The Passerby: Part 7
The water has now consumed the girls legs up to her knees! I am a friend given a task end this horrid display of violence against the self, but my body will not budge; still as the earth that I sit upon. The nausea I feel is but a layer of filth on all things beautiful, try as I might to dust it off there is no cleaning agent that exists that will rid the world of such dirt! This pain in my chest is surely that of a broken heart, for I cannot hear it beating, nor can I feel it’s pulse as I place my hand upon my breast. Perhaps it is only that my body is frozen, but the numbness I am experiencing prevents me from feeling the warmth of life that should be flowing like a red hot stream through my blue forest of veins. Not a person could convince me that it is only the scratches on the windows I look out through! And should I try to find a clearer view it may take an eternity! And should one not exist I should be known as a fool! And should I break through the glass I may be proven that it is not the window after all!

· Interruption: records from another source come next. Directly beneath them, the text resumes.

//! Account-level entry point.

use secrecy::SecretString;
use serde_json::Value;
use thiserror::Error;

use crate::connection::{Connection, ConnectionError, ConnectionOptions};
use crate::message::Message;
use crate::restful::{decode_list, require, take_field, url_for};
use crate::room::{self, Room};
use crate::user::{self, User};

/// Errors returned by the resource-level API.
#[derive(Debug, Error)]
pub enum ClientError {
    #[error(transparent)]
    Connection(#[from] ConnectionError),

    /// The endpoint must return data but the payload was empty or not JSON.
    #[error("{path} returned no data")]
    EmptyResponse { path: String },

    #[error("response from {path} is missing `{field}`")]
    MissingField { path: String, field: &'static str },

    #[error("unexpected response from {path}: {source}")]
    Decode {
        path: String,
        #[source]
        source: serde_json::Error,
    },
}

/// Client for one account.
#[derive(Clone, Debug)]
pub struct Client {
    connection: Connection,
}

impl Client {
    /// Creates a client for `https://{account}.campfirenow.com`.
    pub fn new(account: &str, token: SecretString) -> Result<Self, ClientError> {
        Self::with_options(account, token, ConnectionOptions::default())
    }

    pub fn with_options(
        account: &str,
        token: SecretString,
        options: ConnectionOptions,
    ) -> Result<Self, ClientError> {
        let connection = Connection::with_options(account, &token, options)?;
        Ok(Self { connection })
    }

    /// The transport shared by every snapshot this client builds.
    pub fn connection(&self) -> &Connection {
        &self.connection
    }

    pub async fn room(&self, id: u64) -> Result<Room, ClientError> {
        room::fetch(&self.connection, id).await
    }

    /// All rooms on the account.
    pub async fn rooms(&self) -> Result<Vec<Room>, ClientError> {
        self.rooms_at(&url_for("rooms", None, None)).await
    }

    /// Rooms the api user is currently present in.
    pub async fn presence(&self) -> Result<Vec<Room>, ClientError> {
        self.rooms_at(&url_for("presence", None, None)).await
    }

    /// Messages matching `term`.
    pub async fn search(&self, term: &str) -> Result<Vec<Message>, ClientError> {
        let term = urlencoding::encode(term);
        let path = url_for("search", Some(term.as_ref()), None);
        let mut data = self.fetch(&path).await?;
        let messages = take_field(&mut data, "messages", &path)?;
        decode_list(messages, &path, |message| {
            Message::from_value(&self.connection, message)
        })
    }

    pub async fn user(&self, id: u64) -> Result<User, ClientError> {
        user::fetch(&self.connection, &id.to_string()).await
    }

    /// The user the api token belongs to.
    pub async fn me(&self) -> Result<User, ClientError> {
        user::fetch(&self.connection, "me").await
    }

    async fn rooms_at(&self, path: &str) -> Result<Vec<Room>, ClientError> {
        let mut data = self.fetch(path).await?;
        let rooms = take_field(&mut data, "rooms", path)?;
        decode_list(rooms, path, |room| Room::from_value(&self.connection, room))
    }

    async fn fetch(&self, path: &str) -> Result<Value, ClientError> {
        require(self.connection.get(path, None).await?, path)
    }
}
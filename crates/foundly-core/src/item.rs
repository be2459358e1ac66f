// SPDX-License-Identifier: AGPL-3.0
// Foundly Core - Item records
//
// Backend item shapes have drifted across versions, so records keep the raw
// JSON object and expose tolerant accessors. A field with the wrong JSON
// type reads as absent.

use crate::types::AppError;
use chrono::{DateTime, NaiveDate, NaiveDateTime, NaiveTime};
use serde::{Deserialize, Serialize};
use serde_json::{Map, Value};

/// A single lost/found item as delivered by the item source
#[derive(Debug, Clone, Default, PartialEq, Serialize, Deserialize)]
#[serde(transparent)]
pub struct ItemRecord {
    fields: Map<String, Value>,
}

impl ItemRecord {
    /// Build a record from a JSON value, which must be an object
    pub fn from_value(value: Value) -> Result<Self, AppError> {
        match value {
            Value::Object(fields) => Ok(Self { fields }),
            other => Err(AppError::Serialization(format!(
                "Item record must be a JSON object, got {}",
                json_kind(&other)
            ))),
        }
    }

    pub fn fields(&self) -> &Map<String, Value> {
        &self.fields
    }

    /// Raw field value, if present
    pub fn field(&self, name: &str) -> Option<&Value> {
        self.fields.get(name)
    }

    /// Field value if it is a JSON string (possibly empty)
    pub fn str_field(&self, name: &str) -> Option<&str> {
        self.field(name).and_then(Value::as_str)
    }

    /// Field value if it is a JSON boolean
    pub fn bool_field(&self, name: &str) -> Option<bool> {
        self.field(name).and_then(Value::as_bool)
    }

    /// Stable identifier as a string; integer ids are rendered in decimal
    pub fn id(&self) -> Option<String> {
        match self.field("id")? {
            Value::String(s) if !s.is_empty() => Some(s.clone()),
            Value::Number(n) => Some(n.to_string()),
            _ => None,
        }
    }

    pub fn name(&self) -> Option<&str> {
        self.first_text(&["itemName", "title", "name"])
    }

    pub fn description(&self) -> Option<&str> {
        self.first_text(&["itemDescription", "description"])
    }

    pub fn highlight(&self) -> Option<&str> {
        self.first_text(&["itemHighlight", "highlight"])
    }

    pub fn category(&self) -> Option<&str> {
        self.first_text(&["itemCategory", "category"])
    }

    /// When the item was posted, from `date` + `time` or `createdAt`
    pub fn posted_at(&self) -> Option<NaiveDateTime> {
        if let Some(date) = self
            .str_field("date")
            .and_then(|d| NaiveDate::parse_from_str(d.trim(), "%Y-%m-%d").ok())
        {
            return match self
                .str_field("time")
                .and_then(|t| NaiveTime::parse_from_str(t.trim(), "%H:%M:%S").ok())
            {
                Some(time) => Some(date.and_time(time)),
                None => date.and_hms_opt(0, 0, 0),
            };
        }

        let created = self.str_field("createdAt")?.trim();
        DateTime::parse_from_rfc3339(created)
            .map(|dt| dt.naive_utc())
            .or_else(|_| NaiveDateTime::parse_from_str(created, "%Y-%m-%dT%H:%M:%S"))
            .ok()
    }

    fn first_text(&self, names: &[&str]) -> Option<&str> {
        names
            .iter()
            .filter_map(|name| self.str_field(name))
            .find(|s| !s.is_empty())
    }
}

impl TryFrom<Value> for ItemRecord {
    type Error = AppError;

    fn try_from(value: Value) -> Result<Self, Self::Error> {
        Self::from_value(value)
    }
}

/// Parse an item list from a bare array or a `{items}` / `{data: {items}}` envelope
pub fn parse_items(content: &str) -> Result<Vec<ItemRecord>, AppError> {
    let value: Value = serde_json::from_str(content)?;

    let list = match value {
        Value::Array(list) => list,
        Value::Object(mut envelope) => {
            let items = match envelope.remove("data") {
                Some(Value::Object(mut data)) => data.remove("items"),
                Some(Value::Array(list)) => Some(Value::Array(list)),
                _ => envelope.remove("items"),
            };
            match items {
                Some(Value::Array(list)) => list,
                _ => {
                    return Err(AppError::Serialization(
                        "Expected an item array or an envelope with an items array".to_string(),
                    ))
                }
            }
        }
        other => {
            return Err(AppError::Serialization(format!(
                "Expected an item array, got {}",
                json_kind(&other)
            )))
        }
    };

    list.into_iter().map(ItemRecord::from_value).collect()
}

fn json_kind(value: &Value) -> &'static str {
    match value {
        Value::Null => "null",
        Value::Bool(_) => "a boolean",
        Value::Number(_) => "a number",
        Value::String(_) => "a string",
        Value::Array(_) => "an array",
        Value::Object(_) => "an object",
    }
}
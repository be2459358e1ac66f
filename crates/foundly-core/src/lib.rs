// SPDX-License-Identifier: AGPL-3.0
// Foundly Core - Shared logic for all frontends
//
// This crate provides:
// - Classification, AppSettings and AppError types
// - ItemRecord, a tolerant view over backend item JSON
// - classify, the lost/found type resolver
// - OverrideStore for persistent user overrides
// - KeyValueStore with memory and file backends
// - ItemFeed for classified, filtered listings
// - SearchDebouncer for search-as-you-type
// - SettingsStore for persistent settings
//
// Frontend-specific code lives in separate crates.

pub mod classify;
pub mod feed;
pub mod item;
pub mod overrides;
pub mod search;
pub mod settings;
pub mod storage;
pub mod types;

// Re-export commonly used items
pub use classify::{classify, classify_all, resolve, Resolution, Rule};
pub use feed::{FeedEntry, FeedQuery, ItemFeed, ItemSource, JsonFileSource, LoadTicket};
pub use item::{parse_items, ItemRecord};
pub use overrides::{OverrideMap, OverrideStore};
pub use search::SearchDebouncer;
pub use settings::SettingsStore;
pub use storage::{FileStore, KeyValueStore, MemoryStore};
pub use types::{AppError, AppSettings, Classification, SortOrder, TypeFilter, DEFAULT_OVERRIDE_KEY};

use std::path::PathBuf;

/// Platform config directory, created if missing
pub fn config_dir() -> Result<PathBuf, AppError> {
    let config_dir = directories::ProjectDirs::from("com", "foundly", "foundly")
        .ok_or_else(|| AppError::FileIo("Could not determine config directory".to_string()))?
        .config_dir()
        .to_path_buf();

    std::fs::create_dir_all(&config_dir)
        .map_err(|e| AppError::FileIo(format!("Failed to create config dir: {}", e)))?;

    Ok(config_dir)
}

I shall know that it is the Universe that spews such hellish things as suicide and hopelessness! And in such a world perhaps it is true that I have given her dirt! What horrible person would I be if I had attempted to trick her into believing that she holds the white sands of love in her palm? And perhaps I shall step into the water also, for the sea is great and filled with life, and below the surface I will find an answer to the mysteries of the universe, the hidden gems within the soul!
But what of all those words I said to her? What of all those words?